California was the only state that called for consumers to pay upfront for e-waste recycling. Under its law, consumers have to pay between $8 and $25 above the price of TVs, computer monitors, laptop computers and portable DVD players.

California paid $96 million that they collected from that fee to recyclers and collectors who handled about 218 million pounds of old electronics last year, said Chris Peck, spokesman for the California Integrated Waste Management Board.

Indiana is the latest state to pass an e-waste law. Passed in April, it requires makers of TVs, monitors, and laptops to recycle 60 percent of the weight of the products that they sell in their state.
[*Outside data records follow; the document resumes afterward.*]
//! Cooperative cancellation helpers for handlers.

use std::future::Future;

use tokio_util::sync::CancellationToken;

use crate::{WorkforceError, WorkforceResult};

/// Fails fast when the request has already been cancelled.
///
/// # Errors
/// `Cancelled` if the token is cancelled.
pub fn ensure_active(cancel: &CancellationToken) -> WorkforceResult<()> {
    if cancel.is_cancelled() {
        Err(WorkforceError::Cancelled)
    } else {
        Ok(())
    }
}

/// Races a store call against the request's cancellation.
///
/// Dropping the losing future aborts the in-flight I/O.
///
/// # Errors
/// `Cancelled` if the token fires first; otherwise the call's own result.
pub async fn until_cancelled<F, T>(cancel: &CancellationToken, future: F) -> WorkforceResult<T>
where
    F: Future<Output = WorkforceResult<T>>,
{
    tokio::select! {
        biased;
        () = cancel.cancelled() => Err(WorkforceError::Cancelled),
        result = future => result,
    }
}

#[cfg(test)]
mod tests {
    use super::*;
    use std::time::Duration;

    #[tokio::test]
    async fn test_completes_when_not_cancelled() {
        let cancel = CancellationToken::new();
        let value = until_cancelled(&cancel, async { Ok(7) }).await.unwrap();
        assert_eq!(value, 7);
        assert!(ensure_active(&cancel).is_ok());
    }

    #[tokio::test]
    async fn test_cancellation_wins_over_pending_io() {
        let cancel = CancellationToken::new();
        let trigger = cancel.clone();
        tokio::spawn(async move {
            tokio::time::sleep(Duration::from_millis(10)).await;
            trigger.cancel();
        });
        let result: WorkforceResult<()> = until_cancelled(&cancel, async {
            tokio::time::sleep(Duration::from_secs(30)).await;
            Ok(())
        })
        .await;
        assert!(matches!(result, Err(WorkforceError::Cancelled)));
        assert!(matches!(ensure_active(&cancel), Err(WorkforceError::Cancelled)));
    }
}
//! Employee command handlers.
//!
//! Each command opens its own repository scope, stages its change and
//! commits it. Nothing here touches the cache.

use crate::dto::{CreateEmployeeCommand, DeleteEmployeeCommand, EmployeeResponse, UpdateEmployeeCommand};
use async_trait::async_trait;
use std::sync::Arc;
use tracing::{debug, info};
use workforce_core::messaging::{ensure_active, until_cancelled, CancellationToken, CommandHandler};
use workforce_core::{Employee, EmployeeField, Predicate, ValidateExt, WorkforceError, WorkforceResult};
use workforce_repository::{ReadRepository, RepositoryFactory, RepositoryScope};

/// Store errors raised by unique keys become conflicts.
fn map_duplicate(error: WorkforceError) -> WorkforceError {
    match error {
        WorkforceError::Database(message) if message.contains("Duplicate entry") => {
            WorkforceError::Conflict(format!("Employee already exists: {message}"))
        }
        other => other,
    }
}

async fn find_tracked(
    scope: &dyn RepositoryScope<Employee>,
    national_id_number: &str,
    cancel: &CancellationToken,
) -> WorkforceResult<Option<Employee>> {
    let predicate = Predicate::eq(EmployeeField::NationalIdNumber, national_id_number);
    let found = until_cancelled(cancel, scope.find(&predicate, false)).await?;
    Ok(found.into_iter().next())
}

/// Creates an employee.
pub struct CreateEmployeeHandler {
    factory: Arc<dyn RepositoryFactory<Employee>>,
}

impl CreateEmployeeHandler {
    #[must_use]
    pub fn new(factory: Arc<dyn RepositoryFactory<Employee>>) -> Self {
        Self { factory }
    }
}

#[async_trait]
impl CommandHandler<CreateEmployeeCommand, EmployeeResponse> for CreateEmployeeHandler {
    async fn handle(
        &self,
        command: CreateEmployeeCommand,
        cancel: &CancellationToken,
    ) -> WorkforceResult<Option<EmployeeResponse>> {
        command.validate_request()?;
        ensure_active(cancel)?;

        let employee = command.into_employee();
        debug!(
            business_entity_id = employee.business_entity_id,
            national_id_number = %employee.national_id_number,
            "Creating employee"
        );

        let scope = self.factory.scope();
        let clash = Predicate::eq(EmployeeField::BusinessEntityId, employee.business_entity_id).or(
            Predicate::eq(EmployeeField::NationalIdNumber, employee.national_id_number.as_str()),
        );
        if !until_cancelled(cancel, scope.find(&clash, true)).await?.is_empty() {
            return Err(WorkforceError::conflict(format!(
                "Employee {} or national ID {} already exists",
                employee.business_entity_id, employee.national_id_number
            )));
        }

        scope.add(employee.clone());
        ensure_active(cancel)?;
        scope.commit().await.map_err(map_duplicate)?;

        info!(business_entity_id = employee.business_entity_id, "Employee created");
        Ok(Some(employee.into()))
    }
}

/// Applies a partial update to an employee.
pub struct UpdateEmployeeHandler {
    factory: Arc<dyn RepositoryFactory<Employee>>,
}

impl UpdateEmployeeHandler {
    #[must_use]
    pub fn new(factory: Arc<dyn RepositoryFactory<Employee>>) -> Self {
        Self { factory }
    }
}

#[async_trait]
impl CommandHandler<UpdateEmployeeCommand, EmployeeResponse> for UpdateEmployeeHandler {
    async fn handle(
        &self,
        command: UpdateEmployeeCommand,
        cancel: &CancellationToken,
    ) -> WorkforceResult<Option<EmployeeResponse>> {
        command.changes.validate_request()?;
        ensure_active(cancel)?;

        let scope = self.factory.scope();
        let Some(mut employee) = find_tracked(scope.as_ref(), &command.national_id_number, cancel).await? else {
            debug!(national_id_number = %command.national_id_number, "No employee to update");
            return Ok(None);
        };

        let before = employee.clone();
        command.changes.apply_to(&mut employee);
        if employee == before {
            debug!(business_entity_id = employee.business_entity_id, "Update changes nothing");
            return Ok(Some(employee.into()));
        }

        employee.touch();
        scope.update(employee.clone());
        ensure_active(cancel)?;
        let affected = scope.commit().await.map_err(map_duplicate)?;

        info!(business_entity_id = employee.business_entity_id, affected, "Employee updated");
        Ok(Some(employee.into()))
    }
}

/// Deletes an employee.
pub struct DeleteEmployeeHandler {
    factory: Arc<dyn RepositoryFactory<Employee>>,
}

impl DeleteEmployeeHandler {
    #[must_use]
    pub fn new(factory: Arc<dyn RepositoryFactory<Employee>>) -> Self {
        Self { factory }
    }
}

#[async_trait]
impl CommandHandler<DeleteEmployeeCommand, EmployeeResponse> for DeleteEmployeeHandler {
    async fn handle(
        &self,
        command: DeleteEmployeeCommand,
        cancel: &CancellationToken,
    ) -> WorkforceResult<Option<EmployeeResponse>> {
        ensure_active(cancel)?;

        let scope = self.factory.scope();
        let Some(employee) = find_tracked(scope.as_ref(), &command.national_id_number, cancel).await? else {
            return Ok(None);
        };

        scope.delete(employee.clone());
        ensure_active(cancel)?;
        scope.commit().await?;

        info!(business_entity_id = employee.business_entity_id, "Employee deleted");
        Ok(Some(employee.into()))
    }
}
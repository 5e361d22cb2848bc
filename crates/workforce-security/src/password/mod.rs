//! Password hashing and the login credential store.

mod credentials;
mod hasher;

pub use credentials::*;
pub use hasher::*;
Starting next year, companies will be made to register with the state, pay yearly fees and file reports detailing the devices they have sold and how much e-waste they put through recycling programs. If they fail to meet the 60 percent goal, the companies will be faced with fines.

A similar 2007 law in Minnesota led to about 34 million pounds of electronics, averaging 6.5 pounds per resident, being collected in its first year, said Garth Hickle, the product stewardship team leader for the Minnesota Pollution Control Agency.

A 2007 collection event at the Mall of America had to close down because of the overwhelming amount of people bringing in 1 million pounds of electronics that had been just sitting around their homes.

“Some people waited in line for two hours to drop off material,” Hickle said. “That just shows you that if the collection options are there, people are ready to get rid of this stuff.”